Assignment
Among the entries below, take the line with "fn words(len: usize)" and the line with "and the refund", and output them and every line between them exactly, with nothing else.
══ Stored data
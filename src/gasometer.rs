// Copyright 2015-2020 Parity Technologies (UK) Ltd.
// This file is part of OpenEthereum.

// OpenEthereum is free software: you can redistribute it and/or modify
// it under the terms of the GNU General Public License as published by
// the Free Software Foundation, either version 3 of the License, or
// (at your option) any later version.

// OpenEthereum is distributed in the hope that it will be useful,
// but WITHOUT ANY WARRANTY; without even the implied warranty of
// MERCHANTABILITY or FITNESS FOR A PARTICULAR PURPOSE.  See the
// GNU General Public License for more details.

// You should have received a copy of the GNU General Public License
// along with OpenEthereum.  If not, see <http://www.gnu.org/licenses/>.

//! Gas accounting: the monotonic remaining-gas counter, dynamic cost
//! formulas for the opcodes that need them, and per-transaction refund
//! bookkeeping.

use ethereum_types::U256;

use crate::error::{Error, Result};
use crate::memory::memory_gas_cost;
use crate::schedule::Schedule;

/// Monotonic remaining-gas counter for one frame.
#[derive(Debug, Clone, Copy)]
pub struct GasMeter {
    remaining: u64,
}

impl GasMeter {
    /// New meter with `gas` units available.
    pub fn new(gas: u64) -> Self {
        GasMeter { remaining: gas }
    }

    /// Gas left.
    #[inline]
    pub fn remaining(&self) -> u64 {
        self.remaining
    }

    /// Charge `cost`; halts with [`Error::OutOfGas`] rather than underflow.
    pub fn charge(&mut self, cost: u64) -> Result<()> {
        if self.remaining < cost {
            self.remaining = 0;
            return Err(Error::OutOfGas);
        }
        self.remaining -= cost;
        Ok(())
    }

    /// Refund unused gas back into the meter (child-call return, `UnusedGas`
    /// in the reference interpreter's `InstructionResult`).
    pub fn credit(&mut self, amount: u64) {
        self.remaining += amount;
    }

    /// Consume every remaining unit (plain `InvalidOpcode`/`OutOfGas` failures).
    pub fn consume_all(&mut self) {
        self.remaining = 0;
    }
}

/// Per-transaction refund counter (EIP-2200/3529 SSTORE clears, pre-3529
/// `SELFDESTRUCT`).
#[derive(Debug, Clone, Copy, Default)]
pub struct RefundCounter {
    total: i64,
}

impl RefundCounter {
    /// New, empty counter.
    pub fn new() -> Self {
        RefundCounter::default()
    }

    /// Add to the refund (e.g. clearing a storage slot).
    pub fn add(&mut self, amount: u64) {
        self.total += amount as i64;
    }

    /// Remove from the refund (e.g. EIP-1283 un-clearing a slot within the
    /// same transaction).
    pub fn remove(&mut self, amount: u64) {
        self.total -= amount as i64;
    }

    /// Raw accumulated refund, pre-cap.
    pub fn raw(&self) -> i64 {
        self.total
    }

    /// Capped refund applied on outermost commit: `gas_used / max_refund_quotient`.
    pub fn capped(&self, gas_used: u64, schedule: &Schedule) -> u64 {
        let raw = self.total.max(0) as u64;
        let cap = gas_used / schedule.max_refund_quotient as u64;
        raw.min(cap)
    }
}

/// `SHA3` gas: `30 + 6 * ceil(len / 32)`.
pub fn sha3_cost(len: usize, schedule: &Schedule) -> u64 {
    schedule.sha3_gas as u64 + schedule.sha3_word_gas as u64 * words(len)
}

/// Copy opcodes (`CALLDATACOPY`/`CODECOPY`/`EXTCODECOPY`/`RETURNDATACOPY`):
/// `copy_gas * ceil(len / 32)`, on top of any base cost and memory expansion.
pub fn copy_cost(len: usize, schedule: &Schedule) -> u64 {
    schedule.copy_gas as u64 * words(len)
}

/// `LOGn` gas: `375 + 375*n + 8*len`, on top of memory expansion.
pub fn log_cost(topics: usize, len: usize, schedule: &Schedule) -> u64 {
    schedule.log_gas as u64
        + schedule.log_topic_gas as u64 * topics as u64
        + schedule.log_data_gas as u64 * len as u64
}

/// `EXP` gas: base cost plus `exp_byte_gas` per non-zero byte of the exponent.
pub fn exp_cost(exponent: &U256, schedule: &Schedule) -> u64 {
    let byte_len = (exponent.bits() + 7) / 8;
    schedule.exp_gas as u64 + schedule.exp_byte_gas as u64 * byte_len as u64
}

/// Quadratic memory expansion cost delta for growing from `current_words` to
/// `new_words` (only the delta is charged, per §4.2).
pub fn memory_expansion_cost(current_words: usize, new_words: usize, schedule: &Schedule) -> u64 {
    if new_words <= current_words {
        return 0;
    }
    let new_cost = memory_gas_cost(new_words, schedule.memory_gas, schedule.quad_coeff_div);
    let old_cost = memory_gas_cost(current_words, schedule.memory_gas, schedule.quad_coeff_div);
    new_cost - old_cost
}

fn words(len: usize) -> u64 {
    ((len as u64) + 31) / 32
}

/// EIP-150 "63/64 retention": gas forwarded to a child call/create is
/// `min(requested, remaining - remaining/64)` once `sub_gas_cap_divisor` is
/// configured (Tangerine Whistle+); pre-150 schedules forward gas unchanged
/// (or fail outright if `requested > remaining`).
pub fn forwarded_gas(requested: u64, remaining: u64, schedule: &Schedule) -> u64 {
    match schedule.sub_gas_cap_divisor {
        Some(divisor) => {
            let cap = remaining - remaining / divisor as u64;
            requested.min(cap)
        }
        None => requested.min(remaining),
    }
}

/// Outcome of SSTORE gas metering: the gas to charge now, and the refund
/// delta to apply to the transaction's [`RefundCounter`] (positive = add,
/// negative = remove, matching EIP-1283's "undo a previous refund" case).
#[derive(Debug, Clone, Copy, PartialEq, Eq)]
pub struct SstoreCost {
    /// Gas to charge for this `SSTORE`.
    pub gas: u64,
    /// Signed refund adjustment.
    pub refund_delta: i64,
}

/// Compute `SSTORE` gas/refund per the schedule in effect.
///
/// - Pre EIP-1283 (`Frontier`..`Constantinople` as shipped, modeled here as
///   `!schedule.eip1283`): flat `sstore_set_gas`/`sstore_reset_gas`, with a
///   flat refund when a non-zero slot is cleared to zero.
/// - EIP-1283/2200 net-metering (`schedule.eip1283`): distinguishes
///   original/current/new value to avoid charging repeatedly for writes
///   that cancel out within one transaction.
pub fn sstore_cost(original: U256, current: U256, new: U256, schedule: &Schedule) -> SstoreCost {
    if !schedule.eip1283 {
        return if current.is_zero() && !new.is_zero() {
            SstoreCost {
                gas: schedule.sstore_set_gas as u64,
                refund_delta: 0,
            }
        } else if !current.is_zero() && new.is_zero() {
            SstoreCost {
                gas: schedule.sstore_reset_gas as u64,
                refund_delta: schedule.sstore_refund_gas as i64,
            }
        } else {
            SstoreCost {
                gas: schedule.sstore_reset_gas as u64,
                refund_delta: 0,
            }
        };
    }

    let sload = schedule.sload_gas as u64;
    let sstore_reset = schedule.sstore_reset_gas as u64;
    let sstore_set = schedule.sstore_set_gas as u64;
    let clears_refund = schedule.sstore_refund_gas as i64;

    if current == new {
        return SstoreCost {
            gas: sload,
            refund_delta: 0,
        };
    }

    if original == current {
        if original.is_zero() {
            return SstoreCost {
                gas: sstore_set,
                refund_delta: 0,
            };
        }
        let mut refund_delta = 0i64;
        if new.is_zero() {
            refund_delta = clears_refund;
        }
        return SstoreCost {
            gas: sstore_reset,
            refund_delta,
        };
    }

    // original != current: slot was already dirtied earlier this transaction.
    let mut refund_delta = 0i64;
    if !original.is_zero() {
        if current.is_zero() && !new.is_zero() {
            refund_delta -= clears_refund;
        } else if !current.is_zero() && new.is_zero() {
            refund_delta += clears_refund;
        }
    }
    if original == new {
        if original.is_zero() {
            refund_delta += sstore_set as i64 - sload as i64;
        } else {
            refund_delta += sstore_reset as i64 - sload as i64;
        }
    }
    SstoreCost {
        gas: sload,
        refund_delta,
    }
}

#[cfg(test)]
mod tests {
    use super::*;
    use crate::schedule::Schedule;

    #[test]
    fn charge_halts_on_insufficient_gas() {
        let mut meter = GasMeter::new(10);
        assert!(meter.charge(5).is_ok());
        assert_eq!(meter.remaining(), 5);
        assert_eq!(meter.charge(100), Err(Error::OutOfGas));
        assert_eq!(meter.remaining(), 0);
    }

    #[test]
    fn eip150_forwards_63_of_64() {
        let schedule = Schedule::new_byzantium();
        assert_eq!(forwarded_gas(64_000, 64_000, &schedule), 63_000);
        assert_eq!(forwarded_gas(1_000, 64_000, &schedule), 1_000);
    }

    #[test]
    fn sstore_clear_then_reset_removes_refund_eip1283() {
        let schedule = Schedule::new_berlin();
        let slot_originally_one = U256::from(1);
        let clear = sstore_cost(slot_originally_one, slot_originally_one, U256::zero(), &schedule);
        assert_eq!(clear.refund_delta, schedule.sstore_refund_gas as i64);

        // setting it back to 1 within the same tx removes the refund again.
        let reset = sstore_cost(slot_originally_one, U256::zero(), U256::one(), &schedule);
        assert_eq!(reset.refund_delta, -(schedule.sstore_refund_gas as i64));
    }

    #[test]
    fn refund_cap_respects_schedule_quotient() {
        let schedule_pre_london = Schedule::new_byzantium();
        let mut refund = RefundCounter::new();
        refund.add(10_000);
        // gas_used=20000, quotient=2 => cap 10000
        assert_eq!(refund.capped(20_000, &schedule_pre_london), 10_000);

        let schedule_london = Schedule::new_london();
        // gas_used=20000, quotient=5 => cap 4000
        assert_eq!(refund.capped(20_000, &schedule_london), 4_000);
    }

    #[test]
    fn memory_expansion_only_charges_delta() {
        let schedule = Schedule::new_byzantium();
        let first = memory_expansion_cost(0, 1, &schedule);
        let second = memory_expansion_cost(1, 1, &schedule);
        assert!(first > 0);
        assert_eq!(second, 0);
    }
}
/// What one opcode handler did to control flow.
enum Dispatch {
    Continue,
    Jump(usize),
    Return(Vec<u8>),
    Revert(Vec<u8>),
    Stop,
}

/// Run `frame` until it halts, pauses, or raises an error.
pub fn run(
    frame: &mut Frame,
    state: &mut dyn State,
    schedule: &Schedule,
    cache: &SharedCache,
    refund: &mut RefundCounter,
    mut hooks: Option<&mut dyn DebugHooks>,
    tx: &TxContext,
) -> Result<Halt> {
    loop {
        let entry = match frame.analysis.instructions.get(frame.instruction_index) {
            Some(entry) => entry.clone(),
            None => return Ok(Halt::Success { output: Vec::new() }),
        };

        match entry {
            StreamEntry::BlockHeader(block_idx) => {
                let block = frame.analysis.blocks[block_idx];
                frame.gas.charge(block.gas_cost as u64)?;
                let size = frame.stack.len() as i64;
                if size < block.stack_min as i64 {
                    return Err(Error::StackUnderflow {
                        instruction: "block-entry",
                        wanted: block.stack_min as usize,
                        on_stack: size.max(0) as usize,
                    });
                }
                if size + block.stack_max_growth as i64 > crate::stack::STACK_LIMIT as i64 {
                    return Err(Error::StackOverflow {
                        instruction: "block-entry",
                        limit: crate::stack::STACK_LIMIT,
                    });
                }
                frame.instruction_index += 1;
            }
            StreamEntry::Op {
                instruction,
                pc,
                arg,
            } => {
                if let Some(hook) = hooks.as_deref_mut() {
                    let ctx = StepContext {
                        pc,
                        instruction,
                        gas_left: frame.gas.remaining(),
                        depth: frame.context.depth,
                        stack_top: frame.stack.peek_top(frame.stack.len().min(4)),
                    };
                    match hook.on_step(&ctx) {
                        StepAction::Continue => {}
                        StepAction::Pause => return Ok(Halt::Paused),
                        StepAction::Abort => return Err(Error::DebugAbort),
                    }
                }

                #[cfg(feature = "debug-tracing")]
                trace!(target: "evm", "pc={} op={:?} gas={}", pc, instruction, frame.gas.remaining());

                let dispatch = dispatch_one(
                    frame,
                    state,
                    schedule,
                    cache,
                    refund,
                    hooks.as_deref_mut(),
                    tx,
                    instruction,
                    pc,
                    &arg,
                )?;

                match dispatch {
                    Dispatch::Continue => frame.instruction_index += 1,
                    Dispatch::Jump(idx) => frame.instruction_index = idx,
                    Dispatch::Return(output) => return Ok(Halt::Success { output }),
                    Dispatch::Revert(output) => return Ok(Halt::Revert { output }),
                    Dispatch::Stop => return Ok(Halt::Success { output: Vec::new() }),
                }
            }
        }
    }
}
════
Answer for the task
fn words(len: usize) -> u64 {
    ((len as u64) + 31) / 32
}

/// EIP-150 "63/64 retention": gas forwarded to a child call/create is
/// `min(requested, remaining - remaining/64)` once `sub_gas_cap_divisor` is
/// configured (Tangerine Whistle+); pre-150 schedules forward gas unchanged
/// (or fail outright if `requested > remaining`).
pub fn forwarded_gas(requested: u64, remaining: u64, schedule: &Schedule) -> u64 {
    match schedule.sub_gas_cap_divisor {
        Some(divisor) => {
            let cap = remaining - remaining / divisor as u64;
            requested.min(cap)
        }
        None => requested.min(remaining),
    }
}

/// Outcome of SSTORE gas metering: the gas to charge now, and the refund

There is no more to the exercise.